And then this glorious man — who is probably the Son of God — explained that he had come in response to Daniel’s prayer. But why has it taken him three weeks to arrive? Well, he explains in verse 13, that ‘the prince of the Persian kingdom’ resisted him for 21 days. He would have arrived earlier, but he was hindered from coming.
Who is this ‘prince of the Persian kingdom’? Well, since this prince opposed the Son of God, we have to conclude that this is a fallen angel, an evil spirit, who has been assigned in some way to the Persian Empire. Later we’ll read about ‘the prince of Greece’, who is therefore an evil spirit assigned in some way to the Greek Empire. And so, this seems to suggest that Satan has his agents in every land who have been assigned by him to oppose the purposes of God and to do what he can to oppress the Lord’s people. The Lord was on his way to Daniel to answer his prayer for Jerusalem; but one of Satan’s wicked agents got in his way and delayed him.

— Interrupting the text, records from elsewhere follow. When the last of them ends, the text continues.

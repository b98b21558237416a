//! convoy CLI - Host-side test invocation orchestrator.

use std::path::{Path, PathBuf};

use anyhow::{Context, Result};
use clap::{Parser, Subcommand};
use tracing::{info, Level};
use tracing_subscriber::FmtSubscriber;

use convoy::config::{self, RunMode};
use convoy::delegate::{connect_reporter, report_port_from_env, StreamingListener, DONE_MARKER};
use convoy::invoker::{StopHandle, StubDeviceAllocator, TestInvocation};
use convoy::results::{ConsoleListener, JunitListener, ListenerSet};

#[derive(Parser)]
#[command(name = "convoy")]
#[command(about = "Host-side test invocation orchestrator", long_about = None)]
#[command(version)]
struct Cli {
    /// Configuration file path
    #[arg(short, long, default_value = "convoy.toml")]
    config: PathBuf,

    /// Verbose output
    #[arg(short, long)]
    verbose: bool,

    #[command(subcommand)]
    command: Commands,
}

#[derive(Subcommand)]
enum Commands {
    /// Run an invocation
    Run {
        /// Write result events to numbered files in this directory instead
        /// of the console. Used when running as a remote delegation worker.
        #[arg(long)]
        event_dir: Option<PathBuf>,
    },

    /// Validate configuration file
    Validate,

    /// Initialize a new configuration file
    Init,
}

#[tokio::main]
async fn main() -> Result<()> {
    let cli = Cli::parse();

    // Set up logging
    let log_level = if cli.verbose {
        Level::DEBUG
    } else {
        Level::INFO
    };
    let subscriber = FmtSubscriber::builder()
        .with_max_level(log_level)
        .with_target(false)
        .finish();
    tracing::subscriber::set_global_default(subscriber)?;

    match cli.command {
        Commands::Run { event_dir } => run_invocation(&cli.config, event_dir, cli.verbose).await,
        Commands::Validate => validate_config(&cli.config),
        Commands::Init => init_config(),
    }
}

async fn run_invocation(
    config_path: &Path,
    event_dir: Option<PathBuf>,
    verbose: bool,
) -> Result<()> {
    let content = std::fs::read_to_string(config_path)
        .with_context(|| format!("Failed to read config file: {}", config_path.display()))?;
    let file = config::load_config_str(&content)
        .with_context(|| format!("Failed to load config from {}", config_path.display()))?;

    info!("Loaded configuration from {}", config_path.display());

    let mut configuration = config::build_configuration(&file);
    configuration.source = Some(content);
    configuration.command_line = Some(std::env::args().collect::<Vec<_>>().join(" "));

    let stop = StopHandle::default();
    let ctrl_stop = stop.clone();
    tokio::spawn(async move {
        if tokio::signal::ctrl_c().await.is_ok() {
            ctrl_stop.request_stop("interrupted by user");
        }
    });

    // When a parent process delegated to us, every result goes out over the
    // socket it opened instead of the local console.
    if let Some(port) = report_port_from_env() {
        let reporter = connect_reporter(port)
            .await
            .with_context(|| format!("Failed to connect result stream on port {}", port))?;
        let listeners = ListenerSet::new().with_listener(reporter);

        let invocation = TestInvocation::new(configuration, stop);
        let exit = invocation.invoke(&StubDeviceAllocator, listeners).await;
        std::process::exit(exit as i32);
    }

    // Remote delegation workers write their events to numbered files that
    // the delegating host pulls back, then touch the done marker.
    if let Some(dir) = event_dir {
        std::fs::create_dir_all(&dir)
            .with_context(|| format!("Failed to create event dir {}", dir.display()))?;
        let events = tokio::fs::File::create(dir.join("events_0.bin"))
            .await
            .context("Failed to create event file")?;
        let listeners = ListenerSet::new().with_listener(StreamingListener::new(events));

        let invocation = TestInvocation::new(configuration, stop);
        let exit = invocation.invoke(&StubDeviceAllocator, listeners).await;
        std::fs::write(dir.join(DONE_MARKER), b"")
            .context("Failed to write done marker")?;
        std::process::exit(exit as i32);
    }

    let listeners = create_listeners(&file, verbose)?;
    let invocation = TestInvocation::new(configuration, stop);
    let exit = invocation.invoke(&StubDeviceAllocator, listeners).await;
    std::process::exit(exit as i32);
}

fn create_listeners(file: &config::ConfigFile, verbose: bool) -> Result<ListenerSet> {
    let mut listeners = ListenerSet::new().with_listener(ConsoleListener::new(verbose));

    if file.report.junit {
        std::fs::create_dir_all(&file.report.output_dir).with_context(|| {
            format!(
                "Failed to create report dir {}",
                file.report.output_dir.display()
            )
        })?;
        let junit_path = file.report.output_dir.join(&file.report.junit_file);
        listeners = listeners.with_listener(JunitListener::new(junit_path));
    }

    Ok(listeners)
}

fn validate_config(config_path: &Path) -> Result<()> {
    match config::load_config(config_path) {
        Ok(file) => {
            println!("Configuration is valid!");
            println!();
            println!("Settings:");
            println!("  Test tag: {}", file.invocation.test_tag);
            println!("  Tests: {}", file.tests.len());
            println!("  Max attempts: {}", file.retry.max_attempts);

            let mode = match file.delegation.mode {
                RunMode::Regular => "regular",
                RunMode::Subprocess => "subprocess",
                RunMode::Remote => "remote",
            };
            println!("  Run mode: {}", mode);

            if let Some(count) = file.invocation.shard_count {
                match file.invocation.shard_index {
                    Some(index) => println!("  Shard: {} of {}", index, count),
                    None => println!("  Shards: {}", count),
                }
            }

            Ok(())
        }
        Err(e) => {
            eprintln!("Configuration error: {}", e);
            std::process::exit(1);
        }
    }
}

fn init_config() -> Result<()> {
    let config = r#"# convoy configuration file

[invocation]
test_tag = "smoke"
bugreport_on_failure = true

[retry]
strategy = "retry_until_pass"
max_attempts = 3

[report]
output_dir = "invocation-results"
junit = true
junit_file = "junit.xml"

[[tests]]
name = "smoke"

[tests.cases]
hello = "echo hello"
"#;

    let path = PathBuf::from("convoy.toml");
    if path.exists() {
        eprintln!("convoy.toml already exists. Remove it first or edit manually.");
        std::process::exit(1);
    }

    std::fs::write(&path, config)?;
    println!("Created convoy.toml");
    println!();
    println!("Edit the configuration as needed, then run:");
    println!("  convoy run");

    Ok(())
}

But then we read how Michael — and this is the archangel Michael who we read about in Revelation 12 — came to help him. Now, the fact that this glorious man needed Michael’s help is one of the reasons why some commentators say this can’t be the Son of God. The Son of God, they argue, doesn’t need the help of angels. But they’ve forgotten — haven’t they? — how angels came to minister to the Lord Jesus when he was being tempted by the Devil in the wilderness. And they’ve forgotten how an angel came and strengthened him when he was in the Garden of Gethsemane. On those two occasions, angels came to his assistance. And here in Daniel 10, we read how the archangel Michael came to help the Lord; and, with Michael’s help, the Lord was able to come to Daniel in answer to Daniel’s prayer.
And what had the Lord come to say to Daniel? Well, in verse 14 he says that he has come to explain to Daniel what will happen to his people in the future. Now, the NIV translates his words as ‘in the future’. But really his words should be translated:
I have come to explain to you what will happen to your people in the latter days.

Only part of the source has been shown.